Comments () | Published November 1, 2008
Tobacco is no longer the economic king. Northern Virginia, with a host of federal contractors such as SAIC, now fills the state’s coffers. Photograph courtesy of SAIC

One of Warner’s failures came on transportation, an issue that bedevils every Virginia governor. In 2002, he persuaded the legislature to allow Northern Virginia and the Hampton Roads area to vote on a half-cent sales-tax increase to pay for new roads and transit. In the DC suburbs, this would have yielded nearly $5 billion for new roads and mass transit over 20 years.

The referendum bombed in both regions. In Northern Virginia, it was attacked by antitax conservatives along with smart-growth activists who argued persuasively that more roads equaled more sprawl.

Voters also bristled at the idea that they would pay a special tax for what they saw as a state responsibility.

“We got whupped,” Warner says.

Richmond and Northern Virginia have sparred over roads for more than 40 years. When the state moved in the 1960s to build I-66 under President Eisenhower’s interstate-highway program, an Arlington citizens group sued, citing potential noise and pollution. A compromise was forged—the highway would run only four lanes in the county—but the years-long fight drove up construction costs and antagonized state officials. One told Til Hazel: “Never again will I send money or highway help to Northern Virginia. There are plenty of places in the state that want our money and our help.”

After Robb’s 1981 election, Northern Virginia’s delegation arrived in Richmond hell-bent on getting new funds for Metro and roads. “We’re bound and determined that, by God, our urban needs are going to be recognized,” Annandale delegate Vivian Watts told the assembly. Within a few years state money for Fairfax roads had doubled along with Metro funding.

House of Delegates speaker A.L. Philpott, a power broker from Southside, marveled at Northern Virginia’s clout. “That’s the third political party here,” he said.

In 1986, Northern Virginia helped punch through the largest spending package in 20 years, all dedicated to transportation. Bill Thomas, Til Hazel’s law partner, organized businesses behind the plan. Vivian Watts—whom Governor Gerald Baliles had tapped as secretary of Transportation—led a traveling road show that detailed the new blacktop planned for each legislative district.

The result? A half-penny sales-tax increase, a one-cent tax increase on car sales, a 2.5-cents-a-gallon increase in the gas tax, and $422 million a year in new roads and mass transit. Northern Virginia leveraged the cash for key projects such as the Fairfax County Parkway, I-95 HOV lanes from the Beltway to Triangle, and the Greenway from Dulles airport to Leesburg. The money also helped expand congested routes such as Braddock Road in Annandale and Routes 7, 28, and 123.

The victory was seen as a coming-out party for Northern Virginia in the legislature, but that was premature. The package won in part because Baliles smartly packed it with something for everybody, upstate and down.

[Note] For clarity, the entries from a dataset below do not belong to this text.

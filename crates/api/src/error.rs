use axum::extract::multipart::MultipartError;
use axum::extract::rejection::JsonRejection;
use axum::http::StatusCode;
use axum::response::{IntoResponse, Response};
use serde_json::json;
use taskhub_core::error::CoreError;

/// Application-level error type for HTTP handlers.
///
/// Wraps [`CoreError`] for domain errors and adds HTTP-specific variants.
/// Implements [`IntoResponse`] to produce consistent JSON error responses.
#[derive(Debug, thiserror::Error)]
pub enum AppError {
    /// A domain-level error from `taskhub_core`.
    #[error(transparent)]
    Core(#[from] CoreError),

    /// A bad request with a human-readable message.
    #[error("Bad request: {0}")]
    BadRequest(String),

    /// The request body exceeded the configured upload limit.
    #[error("Payload too large: {0}")]
    PayloadTooLarge(String),
}

/// Convenience type alias for handler return values.
pub type AppResult<T> = Result<T, AppError>;

impl From<JsonRejection> for AppError {
    fn from(rejection: JsonRejection) -> Self {
        AppError::BadRequest(rejection.body_text())
    }
}

impl From<MultipartError> for AppError {
    fn from(err: MultipartError) -> Self {
        if err.status() == StatusCode::PAYLOAD_TOO_LARGE {
            AppError::PayloadTooLarge(err.body_text())
        } else {
            AppError::Core(CoreError::UploadInvalid(err.body_text()))
        }
    }
}

impl IntoResponse for AppError {
    fn into_response(self) -> Response {
        let (status, code, message) = match &self {
            // --- CoreError variants ---
            AppError::Core(core) => match core {
                CoreError::NotFound { entity, id } => (
                    StatusCode::NOT_FOUND,
                    "NOT_FOUND",
                    format!("{entity} {id} not found"),
                ),
                CoreError::UploadInvalid(msg) => {
                    (StatusCode::BAD_REQUEST, "UPLOAD_INVALID", msg.clone())
                }
                CoreError::BrokerUnavailable(msg) => {
                    tracing::warn!(error = %msg, "Broker unavailable");
                    (
                        StatusCode::SERVICE_UNAVAILABLE,
                        "BROKER_UNAVAILABLE",
                        "Job queue is unavailable, try again later".to_string(),
                    )
                }
                CoreError::InvalidTransition { .. } => {
                    (StatusCode::CONFLICT, "INVALID_TRANSITION", core.to_string())
                }
                CoreError::Storage(msg) | CoreError::Internal(msg) => {
                    tracing::error!(error = %msg, "Internal core error");
                    (
                        StatusCode::INTERNAL_SERVER_ERROR,
                        "INTERNAL_ERROR",
                        "An internal error occurred".to_string(),
                    )
                }
            },

            // --- HTTP-specific errors ---
            AppError::BadRequest(msg) => (StatusCode::BAD_REQUEST, "BAD_REQUEST", msg.clone()),
            AppError::PayloadTooLarge(msg) => {
                (StatusCode::PAYLOAD_TOO_LARGE, "PAYLOAD_TOO_LARGE", msg.clone())
            }
        };

        let body = json!({
            "error": message,
            "code": code,
        });

        (status, axum::Json(body)).into_response()
    }
}
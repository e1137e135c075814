//! Configuration paths
//!
//! Utilities for resolving configuration file paths.

use std::path::PathBuf;

/// Get the configuration directory
pub fn config_dir() -> PathBuf {
    if let Ok(dir) = std::env::var("REFLECTION_CONFIG_DIR") {
        return PathBuf::from(dir);
    }

    // Use XDG config directory or fallback
    dirs::config_dir()
        .map(|d| d.join("reflection"))
        .unwrap_or_else(|| {
            dirs::home_dir()
                .map(|h| h.join(".config").join("reflection"))
                .unwrap_or_else(|| PathBuf::from(".reflection"))
        })
}

/// Get the main configuration file path
pub fn config_path() -> PathBuf {
    if let Ok(path) = std::env::var("REFLECTION_CONFIG") {
        return PathBuf::from(path);
    }

    config_dir().join("config.json")
}
//! Configuration validation
//!
//! Validates configuration and reports issues.

use secrecy::ExposeSecret;

use super::types::storage::StorageBackendType;
use super::types::Config;
use crate::database::validate_identifier;

/// Result of configuration validation
#[derive(Debug, Clone)]
pub struct ConfigValidationResult {
    /// Whether the config is valid
    pub valid: bool,
    /// Validation errors (critical)
    pub errors: Vec<ValidationIssue>,
    /// Validation warnings (non-critical)
    pub warnings: Vec<ValidationIssue>,
}

impl ConfigValidationResult {
    /// Create a valid result
    pub fn valid() -> Self {
        ConfigValidationResult {
            valid: true,
            errors: Vec::new(),
            warnings: Vec::new(),
        }
    }

    /// Add an error
    pub fn with_error(mut self, issue: ValidationIssue) -> Self {
        self.valid = false;
        self.errors.push(issue);
        self
    }

    /// Add a warning
    pub fn with_warning(mut self, issue: ValidationIssue) -> Self {
        self.warnings.push(issue);
        self
    }
}

/// A validation issue
#[derive(Debug, Clone)]
pub struct ValidationIssue {
    /// Path to the config field
    pub path: String,
    /// Issue message
    pub message: String,
    /// Suggested fix
    pub suggestion: Option<String>,
}

impl ValidationIssue {
    /// Create a new issue
    pub fn new(path: impl Into<String>, message: impl Into<String>) -> Self {
        ValidationIssue {
            path: path.into(),
            message: message.into(),
            suggestion: None,
        }
    }

    /// Add a suggestion
    pub fn with_suggestion(mut self, suggestion: impl Into<String>) -> Self {
        self.suggestion = Some(suggestion.into());
        self
    }
}

impl std::fmt::Display for ValidationIssue {
    fn fmt(&self, f: &mut std::fmt::Formatter<'_>) -> std::fmt::Result {
        write!(f, "{}: {}", self.path, self.message)?;
        if let Some(ref suggestion) = self.suggestion {
            write!(f, " ({})", suggestion)?;
        }
        Ok(())
    }
}

/// Validate the configuration
pub fn validate_config(config: &Config) -> ConfigValidationResult {
    let mut result = ConfigValidationResult::valid();

    result = validate_provider_config(config, result);
    result = validate_storage_config(config, result);
    result = validate_assistant_config(config, result);

    result
}

fn validate_provider_config(config: &Config, mut result: ConfigValidationResult) -> ConfigValidationResult {
    let Some(ref gemini) = config.provider.gemini else {
        return result.with_error(
            ValidationIssue::new("provider.gemini", "No Gemini provider configured")
                .with_suggestion("Set GEMINI_API_KEY environment variable or configure provider.gemini"),
        );
    };

    if gemini.api_key.expose_secret().is_empty() {
        result = result.with_error(
            ValidationIssue::new("provider.gemini.api_key", "Gemini API key is empty")
                .with_suggestion("Set GEMINI_API_KEY"),
        );
    }

    if let Err(e) = url::Url::parse(&gemini.base_url) {
        result = result.with_error(ValidationIssue::new(
            "provider.gemini.base_url",
            format!("Invalid base URL {:?}: {}", gemini.base_url, e),
        ));
    }

    if gemini.model.trim().is_empty() {
        result = result.with_error(ValidationIssue::new(
            "provider.gemini.model",
            "Model identifier is empty",
        ));
    }

    if gemini.timeout_secs == 0 {
        result = result.with_warning(
            ValidationIssue::new("provider.gemini.timeout_secs", "Timeout of 0 seconds disables the request deadline")
                .with_suggestion("Use a positive timeout such as 120"),
        );
    }

    result
}

fn validate_storage_config(config: &Config, mut result: ConfigValidationResult) -> ConfigValidationResult {
    match config.storage.backend {
        StorageBackendType::Postgres => {
            let missing_url = config
                .storage
                .postgres
                .as_ref()
                .map_or(true, |pg| pg.url.expose_secret().is_empty());
            if missing_url {
                result = result.with_error(
                    ValidationIssue::new(
                        "storage.postgres",
                        "PostgreSQL backend selected but not configured",
                    )
                    .with_suggestion("Set DATABASE_URL environment variable or configure storage.postgres"),
                );
            }
        }
        StorageBackendType::Memory => {
            result = result.with_warning(
                ValidationIssue::new(
                    "storage.backend",
                    "In-memory storage selected; conversation history is lost on exit",
                )
                .with_suggestion("Set DATABASE_URL to persist history in PostgreSQL"),
            );
        }
    }

    let collections = &config.storage.collections;
    for (path, name) in [
        ("storage.collections.chat_history", &collections.chat_history),
        ("storage.collections.semantic_cache", &collections.semantic_cache),
    ] {
        if let Err(e) = validate_identifier(name) {
            result = result.with_error(ValidationIssue::new(path, e.to_string()));
        }
    }

    if collections.chat_history == collections.semantic_cache {
        result = result.with_error(ValidationIssue::new(
            "storage.collections",
            "History and cache collections must be distinct",
        ));
    }

    result
}

fn validate_assistant_config(config: &Config, mut result: ConfigValidationResult) -> ConfigValidationResult {
    if let Some(ref path) = config.assistant.system_prompt_file {
        if !path.exists() {
            result = result.with_error(ValidationIssue::new(
                "assistant.system_prompt_file",
                format!("System prompt file does not exist: {}", path.display()),
            ));
        }
    }

    result
}
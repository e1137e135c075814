//! Storage configuration types
//!
//! Configuration for the conversation store (PostgreSQL or in-memory)

use secrecy::SecretString;
use serde::{Deserialize, Serialize};

/// Storage configuration
#[derive(Debug, Clone, Default, Serialize, Deserialize)]
pub struct StorageConfig {
    /// Primary storage backend
    #[serde(default)]
    pub backend: StorageBackendType,
    /// PostgreSQL configuration
    pub postgres: Option<PostgresConfig>,
    /// Table names for history and cache records
    #[serde(default)]
    pub collections: CollectionsConfig,
}

/// Storage backend type
#[derive(Debug, Clone, Copy, Default, PartialEq, Eq, Serialize, Deserialize)]
#[serde(rename_all = "lowercase")]
pub enum StorageBackendType {
    /// PostgreSQL with pgvector
    Postgres,
    /// In-memory (no persistence)
    #[default]
    Memory,
}

impl std::fmt::Display for StorageBackendType {
    fn fmt(&self, f: &mut std::fmt::Formatter<'_>) -> std::fmt::Result {
        match self {
            StorageBackendType::Postgres => write!(f, "postgres"),
            StorageBackendType::Memory => write!(f, "memory"),
        }
    }
}

/// PostgreSQL configuration
#[derive(Debug, Clone, Serialize, Deserialize)]
pub struct PostgresConfig {
    /// Database URL
    #[serde(skip_serializing, default = "default_secret")]
    pub url: SecretString,
    /// Maximum connections in pool
    #[serde(default = "default_max_connections")]
    pub max_connections: u32,
    /// Connection timeout in seconds
    #[serde(default = "default_connect_timeout")]
    pub connect_timeout_secs: u64,
}

impl PostgresConfig {
    /// Create a config for the given URL with default pool settings
    pub fn new(url: impl Into<String>) -> Self {
        PostgresConfig {
            url: SecretString::from(url.into()),
            max_connections: default_max_connections(),
            connect_timeout_secs: default_connect_timeout(),
        }
    }
}

fn default_secret() -> SecretString {
    SecretString::from(String::new())
}

fn default_max_connections() -> u32 {
    5
}

fn default_connect_timeout() -> u64 {
    30
}

/// Names of the two logical collections
#[derive(Debug, Clone, PartialEq, Eq, Serialize, Deserialize)]
pub struct CollectionsConfig {
    /// Conversation turns, keyed by session
    #[serde(default = "default_chat_history")]
    pub chat_history: String,
    /// Write-only log of cacheable responses
    #[serde(default = "default_semantic_cache")]
    pub semantic_cache: String,
}

impl Default for CollectionsConfig {
    fn default() -> Self {
        CollectionsConfig {
            chat_history: default_chat_history(),
            semantic_cache: default_semantic_cache(),
        }
    }
}

fn default_chat_history() -> String {
    "chat_history".to_string()
}

fn default_semantic_cache() -> String {
    "semantic_cache".to_string()
}

#[cfg(test)]
mod tests {
    use super::*;

    #[test]
    fn test_storage_defaults() {
        let config = StorageConfig::default();
        assert_eq!(config.backend, StorageBackendType::Memory);
        assert_eq!(config.collections.chat_history, "chat_history");
        assert_eq!(config.collections.semantic_cache, "semantic_cache");
    }

    #[test]
    fn test_backend_parsing() {
        let config: StorageConfig = toml::from_str(
            r#"
            backend = "postgres"

            [postgres]
            url = "postgres://localhost/flowers"
            "#,
        )
        .unwrap();
        assert_eq!(config.backend, StorageBackendType::Postgres);
        assert_eq!(config.postgres.unwrap().max_connections, 5);
    }
}
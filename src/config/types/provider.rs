//! Provider configuration types
//!
//! Configuration for the Gemini generative-language backend.

use secrecy::SecretString;
use serde::{Deserialize, Serialize};

/// Provider configuration
#[derive(Debug, Clone, Default, Serialize, Deserialize)]
pub struct ProviderConfig {
    /// Gemini configuration
    pub gemini: Option<GeminiConfig>,
}

fn default_secret() -> SecretString {
    SecretString::from(String::new())
}

/// Gemini configuration, fixed at client construction
#[derive(Debug, Clone, Serialize, Deserialize)]
pub struct GeminiConfig {
    /// API key
    #[serde(skip_serializing, default = "default_secret")]
    pub api_key: SecretString,
    /// Model identifier used in the request path
    #[serde(default = "default_gemini_model")]
    pub model: String,
    /// Human-readable label stored alongside generated turns
    #[serde(default = "default_gemini_label")]
    pub model_label: String,
    /// Base URL
    #[serde(default = "default_gemini_url")]
    pub base_url: String,
    /// Request timeout in seconds
    #[serde(default = "default_timeout")]
    pub timeout_secs: u64,
    /// Content-safety thresholds sent with every request
    #[serde(default = "default_safety_settings")]
    pub safety_settings: Vec<SafetySetting>,
    /// Sampling temperature
    #[serde(default)]
    pub temperature: Option<f32>,
    /// Maximum output tokens
    #[serde(default)]
    pub max_output_tokens: Option<u32>,
}

impl GeminiConfig {
    /// Create a config with defaults and the given API key
    pub fn new(api_key: impl Into<String>) -> Self {
        GeminiConfig {
            api_key: SecretString::from(api_key.into()),
            model: default_gemini_model(),
            model_label: default_gemini_label(),
            base_url: default_gemini_url(),
            timeout_secs: default_timeout(),
            safety_settings: default_safety_settings(),
            temperature: None,
            max_output_tokens: None,
        }
    }

    /// Set the base URL
    pub fn with_base_url(mut self, base_url: impl Into<String>) -> Self {
        self.base_url = base_url.into();
        self
    }

    /// Set the request timeout
    pub fn with_timeout_secs(mut self, timeout_secs: u64) -> Self {
        self.timeout_secs = timeout_secs;
        self
    }
}

fn default_gemini_model() -> String {
    "gemini-1.5-flash".to_string()
}

fn default_gemini_label() -> String {
    "Gemini 1.5 Flash".to_string()
}

fn default_gemini_url() -> String {
    "https://generativelanguage.googleapis.com/v1beta".to_string()
}

fn default_timeout() -> u64 {
    120
}

/// All four harm categories with blocking disabled
pub fn default_safety_settings() -> Vec<SafetySetting> {
    HarmCategory::ALL
        .iter()
        .map(|category| SafetySetting {
            category: *category,
            threshold: HarmBlockThreshold::BlockNone,
        })
        .collect()
}

/// Harm category a safety threshold applies to
#[derive(Debug, Clone, Copy, PartialEq, Eq, Serialize, Deserialize)]
pub enum HarmCategory {
    #[serde(rename = "HARM_CATEGORY_HARASSMENT")]
    Harassment,
    #[serde(rename = "HARM_CATEGORY_HATE_SPEECH")]
    HateSpeech,
    #[serde(rename = "HARM_CATEGORY_SEXUALLY_EXPLICIT")]
    SexuallyExplicit,
    #[serde(rename = "HARM_CATEGORY_DANGEROUS_CONTENT")]
    DangerousContent,
}

impl HarmCategory {
    /// Every category the backend filters on
    pub const ALL: [HarmCategory; 4] = [
        HarmCategory::Harassment,
        HarmCategory::HateSpeech,
        HarmCategory::SexuallyExplicit,
        HarmCategory::DangerousContent,
    ];
}

/// Blocking threshold for a harm category
#[derive(Debug, Clone, Copy, PartialEq, Eq, Serialize, Deserialize)]
#[serde(rename_all = "SCREAMING_SNAKE_CASE")]
pub enum HarmBlockThreshold {
    BlockNone,
    BlockOnlyHigh,
    BlockMediumAndAbove,
    BlockLowAndAbove,
}

/// One category/threshold pair
#[derive(Debug, Clone, Copy, PartialEq, Eq, Serialize, Deserialize)]
pub struct SafetySetting {
    pub category: HarmCategory,
    pub threshold: HarmBlockThreshold,
}

#[cfg(test)]
mod tests {
    use super::*;

    #[test]
    fn test_default_safety_settings_disable_blocking() {
        let settings = default_safety_settings();
        assert_eq!(settings.len(), 4);
        assert!(settings
            .iter()
            .all(|s| s.threshold == HarmBlockThreshold::BlockNone));
    }

    #[test]
    fn test_safety_setting_wire_names() {
        let json = serde_json::to_value(SafetySetting {
            category: HarmCategory::HateSpeech,
            threshold: HarmBlockThreshold::BlockMediumAndAbove,
        })
        .unwrap();
        assert_eq!(json["category"], "HARM_CATEGORY_HATE_SPEECH");
        assert_eq!(json["threshold"], "BLOCK_MEDIUM_AND_ABOVE");
    }

    #[test]
    fn test_gemini_config_defaults_from_empty_table() {
        let config: GeminiConfig = toml::from_str("").unwrap();
        assert_eq!(config.model, "gemini-1.5-flash");
        assert_eq!(config.model_label, "Gemini 1.5 Flash");
        assert_eq!(config.safety_settings.len(), 4);
        assert!(config.temperature.is_none());
    }
}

Funding plans since have tried without success to re-create this magic. To much of the state, transportation is a problem for the rich people up north. In a 2006 Washington Post survey, only 9 percent of Southside residents rated transportation as an “extremely important” issue.

“Transportation is a priority for you folks in Northern Virginia,” says John Garner, the Democratic Party leader in Galax, “but it’s not a priority for anybody else.”

Since 1986, the legislature has passed nothing that rivals the Baliles plan. The gas tax remains at 17.5 cents a gallon, ninth-lowest in the country. It generates about $900 million—a figure that, factoring in inflation, equals the yield in the first year of the Baliles plan. Since then, Northern Virginia has added a million new people and even more cars. The number of miles people in the region drive is up 79 percent. Northern Virginia advocates say we’re years into a crisis that will hurt the region’s economy—and slow the revenues flowing to state coffers. By refusing to pay for new roads and transit, they say, Richmond is cutting its own throat.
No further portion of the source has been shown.